** WHAT YOU SHOULD DO **
The number of lines in the entries below holding the word "name" is all that is needed here.

(Data entries)

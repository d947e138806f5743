//! Configuration for Almanac
//!
//! CLI arguments and environment variable handling using clap. The release
//! window and decay rate live here rather than in code so a revised
//! announcement only needs a restart.

use chrono::NaiveDate;
use clap::Parser;
use std::time::Duration;
use uuid::Uuid;

use crate::engine::EngineConfig;
use crate::retry::RetryPolicy;
use crate::stats::StatsConfig;
use crate::weight::WeightPolicy;

/// Almanac - community release-date forecasting engine
#[derive(Parser, Debug, Clone)]
#[command(name = "almanac")]
#[command(about = "Aggregates community date predictions into a weighted-median estimate")]
pub struct Args {
    /// Unique node identifier for this instance
    #[arg(long, env = "NODE_ID", default_value_t = Uuid::new_v4())]
    pub node_id: Uuid,

    /// MongoDB connection URI
    #[arg(long, env = "MONGODB_URI", default_value = "mongodb://localhost:27017")]
    pub mongodb_uri: String,

    /// MongoDB database name
    #[arg(long, env = "MONGODB_DB", default_value = "almanac")]
    pub mongodb_db: String,

    /// Enable development mode (in-memory store fallback when MongoDB is down)
    #[arg(long, env = "DEV_MODE", default_value = "false")]
    pub dev_mode: bool,

    /// Log level (trace, debug, info, warn, error)
    #[arg(long, env = "LOG_LEVEL", default_value = "info")]
    pub log_level: String,

    /// Hard daily request ceiling driving the degradation levels
    #[arg(long, env = "DAILY_LIMIT", default_value = "100000")]
    pub daily_limit: u64,

    /// First date of the announced release window (YYYY-MM-DD, full weight)
    #[arg(long, env = "WINDOW_START", default_value = "2027-01-01")]
    pub window_start: NaiveDate,

    /// Last date of the announced release window (YYYY-MM-DD, full weight)
    #[arg(long, env = "WINDOW_END", default_value = "2027-06-30")]
    pub window_end: NaiveDate,

    /// Influence lost per day predicted past the window's end
    #[arg(long, env = "WEIGHT_DECAY_PER_DAY", default_value = "0.0005")]
    pub weight_decay_per_day: f64,

    /// Baseline statistics cache TTL in seconds
    #[arg(long, env = "STATS_TTL_SECS", default_value = "300")]
    pub stats_ttl_secs: u64,

    /// Extended statistics cache TTL once load is high, in seconds
    #[arg(long, env = "STATS_TTL_EXTENDED_SECS", default_value = "1800")]
    pub stats_ttl_extended_secs: u64,

    /// Minimum submissions before a median is published
    #[arg(long, env = "MIN_SAMPLE_COUNT", default_value = "50")]
    pub min_sample_count: u64,

    /// Seconds between queue drain sweeps
    #[arg(long, env = "DRAIN_INTERVAL_SECS", default_value = "30")]
    pub drain_interval_secs: u64,

    /// Queued submissions committed per drain sweep
    #[arg(long, env = "DRAIN_BATCH_SIZE", default_value = "100")]
    pub drain_batch_size: usize,

    /// Hours a queued submission stays eligible for draining
    #[arg(long, env = "QUEUE_RETENTION_HOURS", default_value = "24")]
    pub queue_retention_hours: u64,

    /// Seconds between cache cleanup sweeps
    #[arg(long, env = "CACHE_CLEANUP_INTERVAL_SECS", default_value = "300")]
    pub cache_cleanup_interval_secs: u64,
}

impl Args {
    pub fn weight_policy(&self) -> WeightPolicy {
        WeightPolicy {
            window_start: self.window_start,
            window_end: self.window_end,
            decay_per_day: self.weight_decay_per_day,
        }
    }

    pub fn stats_config(&self) -> StatsConfig {
        StatsConfig {
            ttl: Duration::from_secs(self.stats_ttl_secs),
            extended_ttl: Duration::from_secs(self.stats_ttl_extended_secs),
            min_sample_count: self.min_sample_count,
        }
    }

    pub fn engine_config(&self) -> EngineConfig {
        EngineConfig {
            drain_batch_size: self.drain_batch_size,
            queue_retention: Duration::from_secs(self.queue_retention_hours * 60 * 60),
            retry: RetryPolicy::default(),
            transient_retry_hint_secs: 30,
        }
    }

    pub fn drain_interval(&self) -> Duration {
        Duration::from_secs(self.drain_interval_secs)
    }

    pub fn cache_cleanup_interval(&self) -> Duration {
        Duration::from_secs(self.cache_cleanup_interval_secs)
    }

    /// Validate configuration
    pub fn validate(&self) -> Result<(), String> {
        if self.window_start > self.window_end {
            return Err("WINDOW_START must be on or before WINDOW_END".to_string());
        }
        if self.daily_limit == 0 {
            return Err("DAILY_LIMIT must be greater than zero".to_string());
        }
        if self.weight_decay_per_day <= 0.0 {
            return Err("WEIGHT_DECAY_PER_DAY must be positive".to_string());
        }
        if self.min_sample_count == 0 {
            return Err("MIN_SAMPLE_COUNT must be greater than zero".to_string());
        }
        if self.drain_batch_size == 0 {
            return Err("DRAIN_BATCH_SIZE must be greater than zero".to_string());
        }
        Ok(())
    }
}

** EXERCISE SOLUTION **
2